_What the exercise asks_. As soon as the line containing "let indices = config.pages.to_indices(total_pages);" appears in the material below, start returning lines exactly, and end with the line containing "let selected: Vec<(usize, PageImage)>".

_Records for the exercise_.
+---+
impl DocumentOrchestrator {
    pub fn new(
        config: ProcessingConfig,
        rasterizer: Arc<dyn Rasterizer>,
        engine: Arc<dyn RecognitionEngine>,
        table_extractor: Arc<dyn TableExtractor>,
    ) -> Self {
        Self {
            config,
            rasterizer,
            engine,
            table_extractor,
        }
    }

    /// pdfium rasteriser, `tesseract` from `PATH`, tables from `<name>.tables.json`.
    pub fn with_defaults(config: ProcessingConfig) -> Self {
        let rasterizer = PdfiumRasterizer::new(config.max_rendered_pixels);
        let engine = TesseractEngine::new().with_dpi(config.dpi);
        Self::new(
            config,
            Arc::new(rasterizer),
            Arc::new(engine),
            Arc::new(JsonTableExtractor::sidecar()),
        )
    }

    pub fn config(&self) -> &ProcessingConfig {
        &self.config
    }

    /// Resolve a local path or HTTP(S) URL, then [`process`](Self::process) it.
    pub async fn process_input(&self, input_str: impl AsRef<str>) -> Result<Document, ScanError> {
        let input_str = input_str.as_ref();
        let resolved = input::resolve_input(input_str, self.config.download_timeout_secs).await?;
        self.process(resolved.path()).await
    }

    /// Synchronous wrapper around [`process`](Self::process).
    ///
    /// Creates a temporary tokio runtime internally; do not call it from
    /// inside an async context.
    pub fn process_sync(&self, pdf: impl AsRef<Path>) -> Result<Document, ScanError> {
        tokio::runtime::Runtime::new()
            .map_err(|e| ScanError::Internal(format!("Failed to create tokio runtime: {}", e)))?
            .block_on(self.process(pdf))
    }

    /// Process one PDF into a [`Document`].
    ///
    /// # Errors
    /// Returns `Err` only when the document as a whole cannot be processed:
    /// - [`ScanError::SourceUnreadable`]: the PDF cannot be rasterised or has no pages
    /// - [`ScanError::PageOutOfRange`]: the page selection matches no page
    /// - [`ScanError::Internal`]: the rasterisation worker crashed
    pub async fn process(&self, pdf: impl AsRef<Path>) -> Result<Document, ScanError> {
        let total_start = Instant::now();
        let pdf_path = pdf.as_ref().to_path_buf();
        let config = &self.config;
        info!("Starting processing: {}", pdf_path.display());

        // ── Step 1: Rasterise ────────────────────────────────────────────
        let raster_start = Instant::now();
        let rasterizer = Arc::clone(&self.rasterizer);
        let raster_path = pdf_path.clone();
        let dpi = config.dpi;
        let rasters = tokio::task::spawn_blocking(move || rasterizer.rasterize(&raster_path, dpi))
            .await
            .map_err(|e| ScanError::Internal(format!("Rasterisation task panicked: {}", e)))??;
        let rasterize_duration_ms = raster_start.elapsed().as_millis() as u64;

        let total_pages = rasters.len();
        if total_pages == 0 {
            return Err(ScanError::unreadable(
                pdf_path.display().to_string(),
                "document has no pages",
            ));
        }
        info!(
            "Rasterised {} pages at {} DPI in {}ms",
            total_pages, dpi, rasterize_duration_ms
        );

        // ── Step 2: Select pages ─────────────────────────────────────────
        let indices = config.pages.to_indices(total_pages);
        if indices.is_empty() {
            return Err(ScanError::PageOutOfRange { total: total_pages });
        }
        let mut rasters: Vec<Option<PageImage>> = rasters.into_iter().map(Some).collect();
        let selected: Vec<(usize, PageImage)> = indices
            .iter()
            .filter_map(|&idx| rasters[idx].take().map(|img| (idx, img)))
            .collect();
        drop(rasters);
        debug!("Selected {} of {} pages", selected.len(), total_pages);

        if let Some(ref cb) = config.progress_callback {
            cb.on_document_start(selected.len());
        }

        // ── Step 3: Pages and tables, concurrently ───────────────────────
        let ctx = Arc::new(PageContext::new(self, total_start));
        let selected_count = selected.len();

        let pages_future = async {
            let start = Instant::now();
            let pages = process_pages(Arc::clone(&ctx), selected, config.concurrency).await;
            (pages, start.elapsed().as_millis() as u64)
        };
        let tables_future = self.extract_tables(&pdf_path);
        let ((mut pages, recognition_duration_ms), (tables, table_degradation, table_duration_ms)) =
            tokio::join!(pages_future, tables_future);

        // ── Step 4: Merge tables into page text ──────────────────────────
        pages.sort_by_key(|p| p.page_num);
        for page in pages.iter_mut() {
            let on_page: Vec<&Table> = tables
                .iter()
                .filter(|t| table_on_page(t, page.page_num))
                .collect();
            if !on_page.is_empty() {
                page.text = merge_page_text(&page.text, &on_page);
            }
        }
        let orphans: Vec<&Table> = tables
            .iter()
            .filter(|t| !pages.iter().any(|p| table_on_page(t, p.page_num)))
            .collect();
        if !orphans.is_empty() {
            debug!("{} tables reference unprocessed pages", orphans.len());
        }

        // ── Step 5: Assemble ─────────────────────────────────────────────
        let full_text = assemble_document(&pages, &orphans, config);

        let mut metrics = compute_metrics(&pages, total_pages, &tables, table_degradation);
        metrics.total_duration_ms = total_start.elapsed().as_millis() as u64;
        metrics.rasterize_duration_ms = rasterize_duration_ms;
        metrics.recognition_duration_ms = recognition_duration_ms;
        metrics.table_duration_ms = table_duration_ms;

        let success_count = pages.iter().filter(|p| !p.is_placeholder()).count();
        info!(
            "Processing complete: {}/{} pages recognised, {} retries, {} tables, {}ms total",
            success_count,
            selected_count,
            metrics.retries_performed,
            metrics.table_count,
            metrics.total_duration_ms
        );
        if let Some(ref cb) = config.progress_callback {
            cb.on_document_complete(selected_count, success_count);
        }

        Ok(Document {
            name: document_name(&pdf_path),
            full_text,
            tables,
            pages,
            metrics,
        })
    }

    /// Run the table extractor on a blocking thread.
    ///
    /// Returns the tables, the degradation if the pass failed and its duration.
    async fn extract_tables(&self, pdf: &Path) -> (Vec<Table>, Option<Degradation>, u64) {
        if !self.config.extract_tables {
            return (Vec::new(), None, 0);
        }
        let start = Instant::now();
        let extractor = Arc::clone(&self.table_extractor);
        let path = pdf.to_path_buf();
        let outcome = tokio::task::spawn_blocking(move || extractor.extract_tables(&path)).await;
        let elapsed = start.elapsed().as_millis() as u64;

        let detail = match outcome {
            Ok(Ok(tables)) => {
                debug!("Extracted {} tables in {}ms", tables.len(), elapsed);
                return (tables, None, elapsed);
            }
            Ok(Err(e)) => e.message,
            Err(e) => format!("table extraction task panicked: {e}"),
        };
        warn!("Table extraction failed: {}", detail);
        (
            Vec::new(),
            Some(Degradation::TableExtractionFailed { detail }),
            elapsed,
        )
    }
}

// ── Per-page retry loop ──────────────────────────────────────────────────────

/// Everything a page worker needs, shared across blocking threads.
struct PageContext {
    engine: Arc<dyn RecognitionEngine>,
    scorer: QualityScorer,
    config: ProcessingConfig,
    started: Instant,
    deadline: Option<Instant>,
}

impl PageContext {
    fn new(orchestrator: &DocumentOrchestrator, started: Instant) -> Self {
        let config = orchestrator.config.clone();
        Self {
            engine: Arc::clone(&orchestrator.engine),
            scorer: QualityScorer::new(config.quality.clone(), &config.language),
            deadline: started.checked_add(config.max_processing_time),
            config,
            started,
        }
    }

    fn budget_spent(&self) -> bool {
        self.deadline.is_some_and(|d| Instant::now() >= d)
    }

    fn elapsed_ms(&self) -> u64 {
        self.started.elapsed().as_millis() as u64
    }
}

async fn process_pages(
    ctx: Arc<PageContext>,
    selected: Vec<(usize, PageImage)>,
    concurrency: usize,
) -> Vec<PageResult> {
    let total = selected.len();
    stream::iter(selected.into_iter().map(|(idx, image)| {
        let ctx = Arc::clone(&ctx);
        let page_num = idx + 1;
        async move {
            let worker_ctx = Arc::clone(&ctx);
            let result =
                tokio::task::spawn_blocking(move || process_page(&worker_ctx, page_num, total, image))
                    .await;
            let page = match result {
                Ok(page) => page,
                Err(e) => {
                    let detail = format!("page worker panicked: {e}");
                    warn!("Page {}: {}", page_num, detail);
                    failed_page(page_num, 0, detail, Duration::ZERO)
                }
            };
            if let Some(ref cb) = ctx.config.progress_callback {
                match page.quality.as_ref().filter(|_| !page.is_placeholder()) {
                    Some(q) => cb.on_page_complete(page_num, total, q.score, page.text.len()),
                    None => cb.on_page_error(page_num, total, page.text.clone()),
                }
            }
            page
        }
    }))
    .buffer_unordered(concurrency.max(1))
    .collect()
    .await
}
+---+
_Reply_.
        let indices = config.pages.to_indices(total_pages);
        if indices.is_empty() {
            return Err(ScanError::PageOutOfRange { total: total_pages });
        }
        let mut rasters: Vec<Option<PageImage>> = rasters.into_iter().map(Some).collect();
        let selected: Vec<(usize, PageImage)> = indices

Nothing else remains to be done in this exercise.